Trusts - The Difference Between Revocable and Irrevocable. Which is right for you?

In order to effectively develop a comprehensive estate plan, an estate planner must have a thorough knowledge of the client’s estate, sophistication, and objectives regarding wealth and family dynamics, as well as the prevalent applicable state and federal laws and rules. Yet, sometimes estate planners overlook the most essential element: developing a trusting relationship with the client.  Only after the estate planner has attained this rapport and performed the necessary due diligence can the estate planning process proceed.  Revocable trusts are often part of an appropriate estate plan, especially if the client is married, has a taxable estate, wants to avoid the probate process, and wishes to avoid probate in multiple jurisdictions.  For estates with values above the federal and state estate tax exemptions, trusts offer opportunities to avoid taxes, yet still allow the client (and heirs) to enjoy use of the assets they transfer to such trusts. Though there are many types of trusts, for the purposes of this chapter they fall into two general categories: revocable and irrevocable.

Revocable Trusts 

Revocable trusts allow the maker (generally referred to as a “grantor” or “settlor”) or another authorized person to amend or terminate the trust. While the maker is alive, the Internal Revenue Service (IRS) will not treat the revocable trust as a separate taxable entity from the maker. Therefore, all income, gain, deductions, credits, and expenditures inure to the maker. The maker’s social security number may act as the tax identification number for the trust.

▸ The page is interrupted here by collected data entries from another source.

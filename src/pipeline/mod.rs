//! Per-document pipeline stages.
//!
//! ## Data Flow
//!
//! ```text
//! input ──▶ extract ──▶ summarize ──▶ (batch writes the .txt)
//! (checks)  (pdfium)    (LLM)
//! ```
//!
//! 1. [`input`]     — reject paths that are missing, directories or not PDFs
//! 2. [`extract`]   — read page text, combined or per page; placeholder mode
//!    for offline runs
//! 3. [`summarize`] — render the prompt and call the provider; the only
//!    stage with network I/O

pub mod extract;
pub mod input;
pub mod summarize;
//! Input validation: make sure every path handed to the batch core is a
//! readable PDF file.
//!
//! The drivers assume validated input. Checking up front means a typo in
//! the fifth path fails the run before the first four are summarised.

use crate::error::SummarizeError;
use std::io::Read;
use std::path::Path;
use tracing::debug;

/// Validate that `path` exists, is a regular file, is readable and starts
/// with the `%PDF` magic bytes.
pub fn validate_input(path: &Path) -> Result<(), SummarizeError> {
    if !path.exists() {
        return Err(SummarizeError::FileNotFound {
            path: path.to_path_buf(),
        });
    }
    if path.is_dir() {
        return Err(SummarizeError::NotAFile {
            path: path.to_path_buf(),
        });
    }

    match std::fs::File::open(path) {
        Ok(mut f) => {
            let mut magic = [0u8; 4];
            if f.read_exact(&mut magic).is_ok() && &magic != b"%PDF" {
                return Err(SummarizeError::NotAPdf {
                    path: path.to_path_buf(),
                    magic,
                });
            }
        }
        Err(e) if e.kind() == std::io::ErrorKind::PermissionDenied => {
            return Err(SummarizeError::PermissionDenied {
                path: path.to_path_buf(),
            });
        }
        Err(_) => {
            return Err(SummarizeError::FileNotFound {
                path: path.to_path_buf(),
            });
        }
    }

    debug!("Validated input PDF: {}", path.display());
    Ok(())
}

/// Validate every path, stopping at the first bad one.
pub fn validate_inputs<P: AsRef<Path>>(paths: &[P]) -> Result<(), SummarizeError> {
    paths.iter().try_for_each(|p| validate_input(p.as_ref()))
}

#[cfg(test)]
mod tests {
    use super::*;
    use tempfile::TempDir;

    #[test]
    fn missing_file() {
        let err = validate_input(Path::new("/definitely/not/here.pdf")).unwrap_err();
        assert!(matches!(err, SummarizeError::FileNotFound { .. }));
    }

    #[test]
    fn directory_is_rejected() {
        let tmp = TempDir::new().unwrap();
        let err = validate_input(tmp.path()).unwrap_err();
        assert!(matches!(err, SummarizeError::NotAFile { .. }));
    }

    #[test]
    fn non_pdf_is_rejected() {
        let tmp = TempDir::new().unwrap();
        let path = tmp.path().join("notes.pdf");
        std::fs::write(&path, b"hello world").unwrap();
        let err = validate_input(&path).unwrap_err();
        match err {
            SummarizeError::NotAPdf { magic, .. } => assert_eq!(&magic, b"hell"),
            other => panic!("unexpected error: {other}"),
        }
    }

    #[test]
    fn pdf_magic_passes() {
        let tmp = TempDir::new().unwrap();
        let path = tmp.path().join("a.pdf");
        std::fs::write(&path, b"%PDF-1.7\n%fake").unwrap();
        validate_input(&path).unwrap();
        validate_inputs(&[path.clone(), path]).unwrap();
    }
}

Upon the maker’s death, the trust becomes a separate taxable entity. At such time, the trust must obtain an employer identification number (EIN) or Tax Identification Number (TIN) by using IRS Form SS-4. The government taxes trust income at the highest income tax rate, unless the trustee passes out the trust income tax to the beneficiaries through a K-1 form. Revocable trusts are also called “living trusts,” since people create them during life. “Testamentary trusts” are created at death, generally according to the decedent’s last will and testament.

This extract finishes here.